Awards Database

Cottrell Scholar Awards - 2012

Sarah E. Reisman

California Institute of Technology

The Development and Application of Heterocycle Forming Reactions in Natural Product Total Synthesis

Reisman’s research is focused on the chemical synthesis of “natural products,” molecules that are isolated from plants, fungi, bacteria, and other natural sources. Many natural products exhibit interesting biological properties that may prove useful in medicine. One family of natural products that Reisman is working on is known as the ETPs. Members of this family have a reactive sulfur-sulfur bond, which is proposed to confer many of these molecules with anticancer properties. Reisman and her group are interested in synthesizing a particular subgroup of ETPs that, prior to her research, had never previously been prepared in the laboratory. Reisman received the Cottrell Scholar Award (CSA) based on her peer-reviewed proposal that included both research and teaching projects. Her CSA research project involves the development of new reactions that “isomerize” open-chain molecules to ring-containing molecules. In an isomerization reaction, the number of atoms in the starting molecule and product molecule stays the same, but the bonds between the atoms are rearranged. Reisman proposes to use isomerization reactions to prepare the target ETP molecules in fewer steps and in higher yields from commercially available material.

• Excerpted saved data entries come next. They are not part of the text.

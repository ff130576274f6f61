//! Setpoint shapers: additive pitch offsets layered on the base setpoint.
//!
//! Order matters and is fixed: nose angling, then adaptive torque response,
//! then turn tilt. Each shaper ramps its own interpolant at its own step
//! size; the supervisor sums their offsets into the final setpoint.

pub mod noseangle;
pub mod torquetilt;
pub mod turntilt;

pub use noseangle::NoseAngler;
pub use torquetilt::{LoopFeedback, TorqueTilt};
pub use turntilt::TurnTilt;
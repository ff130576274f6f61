//! Output stage: clamping, engage clicks, brake handling, engage tune.
//!
//! Every current write feeds the motor-side watchdog with a 20-tick grace
//! period so the controller never times out between loop iterations. The
//! clamp keeps 3 A of headroom inside the controller's own limits and makes
//! saturation audible.

use crate::ports::{MotorPort, SignalPort};
use crate::tuning::Tuning;

#[derive(Debug, Clone, Default)]
pub struct Actuator {
    /// Tick deadline after which braking goes silent (0 = unarmed).
    brake_timeout: u64,
    start_clicks: u32,
    /// Output is saturated against the current limits.
    pub current_limiting: bool,
}

impl Actuator {
    pub fn new() -> Self {
        Self::default()
    }

    /// Re-arm for a fresh engage.
    pub fn reset(&mut self, tuning: &Tuning) {
        self.brake_timeout = 0;
        self.start_clicks = tuning.start_clicks_max;
        self.current_limiting = false;
    }

    /// Clamp the requested current into the safe interior of the motor
    /// limits, beeping while saturated.
    pub fn clamp(&mut self, requested: f64, tuning: &Tuning, signals: &mut dyn SignalPort) -> f64 {
        if requested > tuning.current_max - 3.0 {
            signals.beep_on(true);
            self.current_limiting = true;
            tuning.current_max - 3.0
        } else if requested < tuning.current_min + 3.0 {
            signals.beep_on(true);
            self.current_limiting = true;
            tuning.current_min + 3.0
        } else {
            if self.current_limiting {
                self.current_limiting = false;
                signals.beep_off(false);
            }
            requested
        }
    }

    /// Write the motor current, overlaying the engage click on the first
    /// two ticks of a ride.
    pub fn drive(&mut self, current: f64, tuning: &Tuning, motor: &mut dyn MotorPort) {
        let output = if self.start_clicks > 0 {
            self.start_clicks -= 1;
            if self.start_clicks == 0 || self.start_clicks == 2 {
                current - tuning.click_current
            } else {
                current + tuning.click_current
            }
        } else {
            current
        };
        motor.set_current_off_delay(tuning.motor_timeout_s);
        motor.set_current(output);
    }

    /// Brake, honoring the configured brake timeout: as long as the wheel
    /// turns the deadline keeps extending; once expired the motor floats.
    pub fn brake(&mut self, now: u64, abs_erpm: f64, tuning: &Tuning, motor: &mut dyn MotorPort) {
        if tuning.cfg.brake_timeout > 0.0 && (abs_erpm > 1.0 || self.brake_timeout == 0) {
            self.brake_timeout = now + tuning.s_to_ticks(tuning.cfg.brake_timeout);
        }
        if self.brake_timeout != 0 && now > self.brake_timeout {
            return;
        }
        motor.set_brake_current(tuning.cfg.brake_current);
    }
}

/// Wiggle the motor so the rider hears the board come alive. With
/// `change_freqs` the wiggle steps through four switching frequencies (an
/// actual tune); without, a single ±1 A nudge.
pub fn play_engage_tune(
    motor: &mut dyn MotorPort,
    signals: &mut dyn SignalPort,
    change_freqs: bool,
) {
    let original_sw = motor.configuration().switching_frequency;
    let mut current = 1.0;
    for (i, freq) in [2093.0, 2637.0, 3135.0, 4186.0].iter().enumerate() {
        if change_freqs {
            motor.change_switching_frequency(*freq);
        }
        motor.set_current(current);
        signals.delay_ms(50);
        motor.set_current(0.0);
        signals.delay_ms(10);
        current = -current;
        if !change_freqs && i > 0 {
            // No tune requested: one back-and-forth wiggle is enough.
            break;
        }
    }
    if change_freqs {
        motor.change_switching_frequency(original_sw);
    }
}

// ─── Tests ──────────────────────────────────────────────────────────

#[cfg(test)]
mod tests {
    use super::*;
    use crate::ports::MotorConfig;
    use crate::sim::{MotorCommand, RecordingSignals, SimMotor};
    use mono_common::config::BalanceConfig;

    fn tuning_with(f: impl FnOnce(&mut BalanceConfig)) -> Tuning {
        let mut cfg = BalanceConfig::default();
        cfg.hertz = 1000.0;
        f(&mut cfg);
        Tuning::derive(cfg, &MotorConfig::default())
    }

    #[test]
    fn clamp_keeps_three_amp_headroom() {
        let t = tuning_with(|_| {}); // limits ±60
        let mut act = Actuator::new();
        let mut signals = RecordingSignals::default();

        assert_eq!(act.clamp(100.0, &t, &mut signals), 57.0);
        assert!(act.current_limiting);
        assert!(signals.beep_on_calls > 0);

        assert_eq!(act.clamp(-100.0, &t, &mut signals), -57.0);
        assert!(act.current_limiting);

        // Back in range: limiting clears, beep stops.
        assert_eq!(act.clamp(10.0, &t, &mut signals), 10.0);
        assert!(!act.current_limiting);
        assert!(signals.beep_off_calls > 0);
    }

    #[test]
    fn clamp_inside_range_untouched() {
        let t = tuning_with(|_| {});
        let mut act = Actuator::new();
        let mut signals = RecordingSignals::default();
        assert_eq!(act.clamp(56.9, &t, &mut signals), 56.9);
        assert!(!act.current_limiting);
        assert_eq!(signals.beep_on_calls, 0);
    }

    #[test]
    fn engage_clicks_bracket_the_first_two_ticks() {
        let t = tuning_with(|c| c.brake_current = 6.1); // click ≈ 10 A
        let mut act = Actuator::new();
        act.reset(&t);
        let mut motor = SimMotor::default();

        act.drive(20.0, &t, &mut motor);
        act.drive(20.0, &t, &mut motor);
        act.drive(20.0, &t, &mut motor);

        let currents: Vec<f64> = motor
            .commands
            .iter()
            .filter_map(|c| match c {
                MotorCommand::Current(a) => Some(*a),
                _ => None,
            })
            .collect();
        assert_eq!(currents.len(), 3);
        // Tick 1: +click, tick 2: −click, tick 3: plain.
        assert!((currents[0] - (20.0 + t.click_current)).abs() < 1e-9);
        assert!((currents[1] - (20.0 - t.click_current)).abs() < 1e-9);
        assert!((currents[2] - 20.0).abs() < 1e-9);
    }

    #[test]
    fn stealth_start_has_no_clicks() {
        let t = tuning_with(|c| c.startup_speed = 5.2);
        assert_eq!(t.start_clicks_max, 0);
        let mut act = Actuator::new();
        act.reset(&t);
        let mut motor = SimMotor::default();
        act.drive(20.0, &t, &mut motor);
        assert!(matches!(motor.commands[..], [MotorCommand::Current(a)] if (a - 20.0).abs() < 1e-9));
    }

    #[test]
    fn drive_feeds_motor_watchdog() {
        let t = tuning_with(|_| {});
        let mut act = Actuator::new();
        act.reset(&t);
        let mut motor = SimMotor::default();
        act.drive(5.0, &t, &mut motor);
        // 20 loop periods of grace at 1 kHz.
        assert!((motor.current_off_delay - 0.02).abs() < 1e-12);
    }

    #[test]
    fn brake_without_timeout_always_brakes() {
        let t = tuning_with(|c| {
            c.brake_timeout = 0.0;
            c.brake_current = 6.0;
        });
        let mut act = Actuator::new();
        act.reset(&t);
        let mut motor = SimMotor::default();
        for now in 0..10_000u64 {
            act.brake(now, 0.0, &t, &mut motor);
        }
        assert_eq!(motor.commands.len(), 10_000);
        assert!(matches!(motor.commands[0], MotorCommand::Brake(a) if (a - 6.0).abs() < 1e-9));
    }

    #[test]
    fn brake_timeout_silences_stopped_wheel() {
        let t = tuning_with(|c| c.brake_timeout = 1.0); // 1 s → 1000 ticks
        let mut act = Actuator::new();
        act.reset(&t);
        let mut motor = SimMotor::default();

        // Wheel stopped the whole time: armed once at t=0, expires at 1000.
        for now in 0..2000u64 {
            act.brake(now, 0.0, &t, &mut motor);
        }
        let brakes = motor.commands.len();
        assert!(
            brakes <= 1001,
            "braking should stop after the timeout, got {brakes}"
        );

        // A turning wheel keeps re-arming the deadline.
        let mut motor = SimMotor::default();
        let mut act = Actuator::new();
        act.reset(&t);
        for now in 0..2000u64 {
            act.brake(now, 100.0, &t, &mut motor);
        }
        assert_eq!(motor.commands.len(), 2000);
    }

    #[test]
    fn engage_tune_restores_switching_frequency() {
        let mut motor = SimMotor::default();
        let mut signals = RecordingSignals::default();
        play_engage_tune(&mut motor, &mut signals, true);
        // Four tune frequencies plus the restore.
        assert_eq!(motor.sw_freq_changes.len(), 5);
        assert_eq!(
            *motor.sw_freq_changes.last().unwrap(),
            motor.config.switching_frequency
        );
        // Wiggle currents alternate ±1 A with zeros between.
        assert!(motor.commands.len() >= 8);
    }

    #[test]
    fn plain_wiggle_without_freq_changes() {
        let mut motor = SimMotor::default();
        let mut signals = RecordingSignals::default();
        play_engage_tune(&mut motor, &mut signals, false);
        assert!(motor.sw_freq_changes.is_empty());
        // Two pulses (+1, −1) with zeroing writes: 4 current commands.
        assert_eq!(motor.commands.len(), 4);
    }
}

Meanwhile, for her Cottrell Scholar education project, she intends to develop a new freshman seminar at Caltech as part of a new curricular initiative at the school. Her proposed course is entitled, “From Penicillin to the Pill: How Small Molecules Have Changed the Modern World.” It will be open to 10-15 students who will meet with Reisman weekly in an informal, discussion-style setting. “The goal of the course is to excite students about chemical research by exposing them to the practical applications of chemistry very early in their college careers,” Reisman said. As an early-career chemist, Reisman’s work has been called “impressive,” and more senior colleagues have said she shows “exceptional promise” as an academic-based scientist. She received her Ph.D. in organic chemistry at Yale University and did postdoctoral work at Harvard before joining the Caltech faculty.